Stored data:
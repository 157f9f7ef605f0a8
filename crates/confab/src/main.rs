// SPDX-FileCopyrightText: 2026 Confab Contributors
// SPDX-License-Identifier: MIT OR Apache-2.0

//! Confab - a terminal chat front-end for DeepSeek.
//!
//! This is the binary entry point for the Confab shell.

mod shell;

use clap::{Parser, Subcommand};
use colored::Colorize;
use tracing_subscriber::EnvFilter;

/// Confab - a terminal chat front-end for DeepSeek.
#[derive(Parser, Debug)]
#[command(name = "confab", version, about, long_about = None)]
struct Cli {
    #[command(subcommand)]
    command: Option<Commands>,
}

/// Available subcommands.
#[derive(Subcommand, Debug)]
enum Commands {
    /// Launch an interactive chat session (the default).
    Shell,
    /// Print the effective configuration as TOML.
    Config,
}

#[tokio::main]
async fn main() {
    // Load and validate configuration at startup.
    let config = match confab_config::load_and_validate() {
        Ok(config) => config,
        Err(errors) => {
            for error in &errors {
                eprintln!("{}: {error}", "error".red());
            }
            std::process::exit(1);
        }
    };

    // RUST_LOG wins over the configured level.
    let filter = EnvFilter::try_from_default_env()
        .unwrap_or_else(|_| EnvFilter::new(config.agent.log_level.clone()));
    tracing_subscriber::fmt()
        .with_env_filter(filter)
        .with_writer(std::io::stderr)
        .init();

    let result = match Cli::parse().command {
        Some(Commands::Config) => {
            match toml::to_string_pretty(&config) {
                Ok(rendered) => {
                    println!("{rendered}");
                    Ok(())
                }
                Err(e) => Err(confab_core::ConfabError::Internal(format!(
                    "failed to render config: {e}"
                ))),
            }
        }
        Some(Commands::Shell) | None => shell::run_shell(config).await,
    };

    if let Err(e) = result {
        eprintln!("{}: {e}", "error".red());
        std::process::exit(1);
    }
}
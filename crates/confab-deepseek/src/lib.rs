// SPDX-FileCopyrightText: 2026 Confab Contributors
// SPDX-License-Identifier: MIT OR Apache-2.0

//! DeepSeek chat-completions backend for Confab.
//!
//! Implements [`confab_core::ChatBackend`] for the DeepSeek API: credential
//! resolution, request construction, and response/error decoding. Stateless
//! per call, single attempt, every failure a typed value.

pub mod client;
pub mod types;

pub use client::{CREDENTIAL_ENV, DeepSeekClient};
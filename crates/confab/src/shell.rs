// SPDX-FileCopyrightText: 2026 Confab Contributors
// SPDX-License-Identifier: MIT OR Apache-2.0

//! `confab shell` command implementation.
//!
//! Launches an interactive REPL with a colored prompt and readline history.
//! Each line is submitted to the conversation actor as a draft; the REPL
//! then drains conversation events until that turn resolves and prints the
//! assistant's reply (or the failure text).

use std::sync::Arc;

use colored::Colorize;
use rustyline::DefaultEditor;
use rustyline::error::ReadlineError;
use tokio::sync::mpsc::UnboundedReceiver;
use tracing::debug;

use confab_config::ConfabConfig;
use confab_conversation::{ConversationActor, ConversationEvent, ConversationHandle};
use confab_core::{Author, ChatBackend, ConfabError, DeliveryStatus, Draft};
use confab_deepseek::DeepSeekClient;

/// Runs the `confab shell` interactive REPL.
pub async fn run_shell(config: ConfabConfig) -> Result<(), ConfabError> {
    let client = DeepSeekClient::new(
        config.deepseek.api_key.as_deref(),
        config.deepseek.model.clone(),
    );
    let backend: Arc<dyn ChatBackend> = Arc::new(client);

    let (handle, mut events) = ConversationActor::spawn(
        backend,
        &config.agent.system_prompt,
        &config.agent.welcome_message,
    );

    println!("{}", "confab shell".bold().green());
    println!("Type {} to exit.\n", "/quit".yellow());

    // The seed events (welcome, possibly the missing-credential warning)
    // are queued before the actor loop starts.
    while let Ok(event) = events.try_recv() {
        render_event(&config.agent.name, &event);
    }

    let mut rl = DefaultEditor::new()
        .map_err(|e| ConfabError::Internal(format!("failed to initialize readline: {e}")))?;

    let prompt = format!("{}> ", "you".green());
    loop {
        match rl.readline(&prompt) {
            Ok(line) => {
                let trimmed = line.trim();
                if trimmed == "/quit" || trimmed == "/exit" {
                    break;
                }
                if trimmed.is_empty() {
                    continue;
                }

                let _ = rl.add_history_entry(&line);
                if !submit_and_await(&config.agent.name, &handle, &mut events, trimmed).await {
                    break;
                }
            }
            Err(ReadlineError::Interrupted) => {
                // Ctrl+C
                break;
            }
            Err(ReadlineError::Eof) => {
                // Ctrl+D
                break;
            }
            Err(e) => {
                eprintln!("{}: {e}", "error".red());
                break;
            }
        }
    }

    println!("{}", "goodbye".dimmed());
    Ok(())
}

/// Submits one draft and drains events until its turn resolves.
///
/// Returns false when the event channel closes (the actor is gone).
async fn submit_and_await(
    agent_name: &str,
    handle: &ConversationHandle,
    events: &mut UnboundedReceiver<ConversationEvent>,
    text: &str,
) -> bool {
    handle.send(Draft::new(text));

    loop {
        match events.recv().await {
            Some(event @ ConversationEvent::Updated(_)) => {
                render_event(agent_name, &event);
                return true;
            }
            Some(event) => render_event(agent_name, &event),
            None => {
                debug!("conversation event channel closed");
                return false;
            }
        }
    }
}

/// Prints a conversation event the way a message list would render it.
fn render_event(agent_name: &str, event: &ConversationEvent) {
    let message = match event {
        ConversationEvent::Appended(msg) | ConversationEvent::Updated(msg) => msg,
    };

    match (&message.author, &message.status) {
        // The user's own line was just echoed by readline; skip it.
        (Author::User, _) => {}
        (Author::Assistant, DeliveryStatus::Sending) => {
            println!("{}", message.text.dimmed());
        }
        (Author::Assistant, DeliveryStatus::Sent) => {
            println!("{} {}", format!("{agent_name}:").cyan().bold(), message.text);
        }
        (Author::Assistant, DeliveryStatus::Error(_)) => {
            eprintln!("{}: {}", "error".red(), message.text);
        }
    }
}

**Exercise brief:** Retype the records above without changing a single word.

**Solved exercise:**
repository 157f9f7ef605f0a8
filename crates/confab/src/main.rs
// SPDX-FileCopyrightText: 2026 Confab Contributors
// SPDX-License-Identifier: MIT OR Apache-2.0

//! Confab - a terminal chat front-end for DeepSeek.
//!
//! This is the binary entry point for the Confab shell.

mod shell;

use clap::{Parser, Subcommand};
use colored::Colorize;
use tracing_subscriber::EnvFilter;

/// Confab - a terminal chat front-end for DeepSeek.
#[derive(Parser, Debug)]
#[command(name = "confab", version, about, long_about = None)]
struct Cli {
    #[command(subcommand)]
    command: Option<Commands>,
}

/// Available subcommands.
#[derive(Subcommand, Debug)]
enum Commands {
    /// Launch an interactive chat session (the default).
    Shell,
    /// Print the effective configuration as TOML.
    Config,
}

#[tokio::main]
async fn main() {
    // Load and validate configuration at startup.
    let config = match confab_config::load_and_validate() {
        Ok(config) => config,
        Err(errors) => {
            for error in &errors {
                eprintln!("{}: {error}", "error".red());
            }
            std::process::exit(1);
        }
    };

    // RUST_LOG wins over the configured level.
    let filter = EnvFilter::try_from_default_env()
        .unwrap_or_else(|_| EnvFilter::new(config.agent.log_level.clone()));
    tracing_subscriber::fmt()
        .with_env_filter(filter)
        .with_writer(std::io::stderr)
        .init();

    let result = match Cli::parse().command {
        Some(Commands::Config) => {
            match toml::to_string_pretty(&config) {
                Ok(rendered) => {
                    println!("{rendered}");
                    Ok(())
                }
                Err(e) => Err(confab_core::ConfabError::Internal(format!(
                    "failed to render config: {e}"
                ))),
            }
        }
        Some(Commands::Shell) | None => shell::run_shell(config).await,
    };

    if let Err(e) = result {
        eprintln!("{}: {e}", "error".red());
        std::process::exit(1);
    }
}
filename crates/confab-deepseek/src/lib.rs
// SPDX-FileCopyrightText: 2026 Confab Contributors
// SPDX-License-Identifier: MIT OR Apache-2.0

//! DeepSeek chat-completions backend for Confab.
//!
//! Implements [`confab_core::ChatBackend`] for the DeepSeek API: credential
//! resolution, request construction, and response/error decoding. Stateless
//! per call, single attempt, every failure a typed value.

pub mod client;
pub mod types;

pub use client::{CREDENTIAL_ENV, DeepSeekClient};
filename crates/confab/src/shell.rs
// SPDX-FileCopyrightText: 2026 Confab Contributors
// SPDX-License-Identifier: MIT OR Apache-2.0

//! `confab shell` command implementation.
//!
//! Launches an interactive REPL with a colored prompt and readline history.
//! Each line is submitted to the conversation actor as a draft; the REPL
//! then drains conversation events until that turn resolves and prints the
//! assistant's reply (or the failure text).

use std::sync::Arc;

use colored::Colorize;
use rustyline::DefaultEditor;
use rustyline::error::ReadlineError;
use tokio::sync::mpsc::UnboundedReceiver;
use tracing::debug;

use confab_config::ConfabConfig;
use confab_conversation::{ConversationActor, ConversationEvent, ConversationHandle};
use confab_core::{Author, ChatBackend, ConfabError, DeliveryStatus, Draft};
use confab_deepseek::DeepSeekClient;

/// Runs the `confab shell` interactive REPL.
pub async fn run_shell(config: ConfabConfig) -> Result<(), ConfabError> {
    let client = DeepSeekClient::new(
        config.deepseek.api_key.as_deref(),
        config.deepseek.model.clone(),
    );
    let backend: Arc<dyn ChatBackend> = Arc::new(client);

    let (handle, mut events) = ConversationActor::spawn(
        backend,
        &config.agent.system_prompt,
        &config.agent.welcome_message,
    );

    println!("{}", "confab shell".bold().green());
    println!("Type {} to exit.\n", "/quit".yellow());

    // The seed events (welcome, possibly the missing-credential warning)
    // are queued before the actor loop starts.
    while let Ok(event) = events.try_recv() {
        render_event(&config.agent.name, &event);
    }

    let mut rl = DefaultEditor::new()
        .map_err(|e| ConfabError::Internal(format!("failed to initialize readline: {e}")))?;

    let prompt = format!("{}> ", "you".green());
    loop {
        match rl.readline(&prompt) {
            Ok(line) => {
                let trimmed = line.trim();
                if trimmed == "/quit" || trimmed == "/exit" {
                    break;
                }
                if trimmed.is_empty() {
                    continue;
                }

                let _ = rl.add_history_entry(&line);
                if !submit_and_await(&config.agent.name, &handle, &mut events, trimmed).await {
                    break;
                }
            }
            Err(ReadlineError::Interrupted) => {
                // Ctrl+C
                break;
            }
            Err(ReadlineError::Eof) => {
                // Ctrl+D
                break;
            }
            Err(e) => {
                eprintln!("{}: {e}", "error".red());
                break;
            }
        }
    }

    println!("{}", "goodbye".dimmed());
    Ok(())
}

/// Submits one draft and drains events until its turn resolves.
///
/// Returns false when the event channel closes (the actor is gone).
async fn submit_and_await(
    agent_name: &str,
    handle: &ConversationHandle,
    events: &mut UnboundedReceiver<ConversationEvent>,
    text: &str,
) -> bool {
    handle.send(Draft::new(text));

    loop {
        match events.recv().await {
            Some(event @ ConversationEvent::Updated(_)) => {
                render_event(agent_name, &event);
                return true;
            }
            Some(event) => render_event(agent_name, &event),
            None => {
                debug!("conversation event channel closed");
                return false;
            }
        }
    }
}

/// Prints a conversation event the way a message list would render it.
fn render_event(agent_name: &str, event: &ConversationEvent) {
    let message = match event {
        ConversationEvent::Appended(msg) | ConversationEvent::Updated(msg) => msg,
    };

    match (&message.author, &message.status) {
        // The user's own line was just echoed by readline; skip it.
        (Author::User, _) => {}
        (Author::Assistant, DeliveryStatus::Sending) => {
            println!("{}", message.text.dimmed());
        }
        (Author::Assistant, DeliveryStatus::Sent) => {
            println!("{} {}", format!("{agent_name}:").cyan().bold(), message.text);
        }
        (Author::Assistant, DeliveryStatus::Error(_)) => {
            eprintln!("{}: {}", "error".red(), message.text);
        }
    }
}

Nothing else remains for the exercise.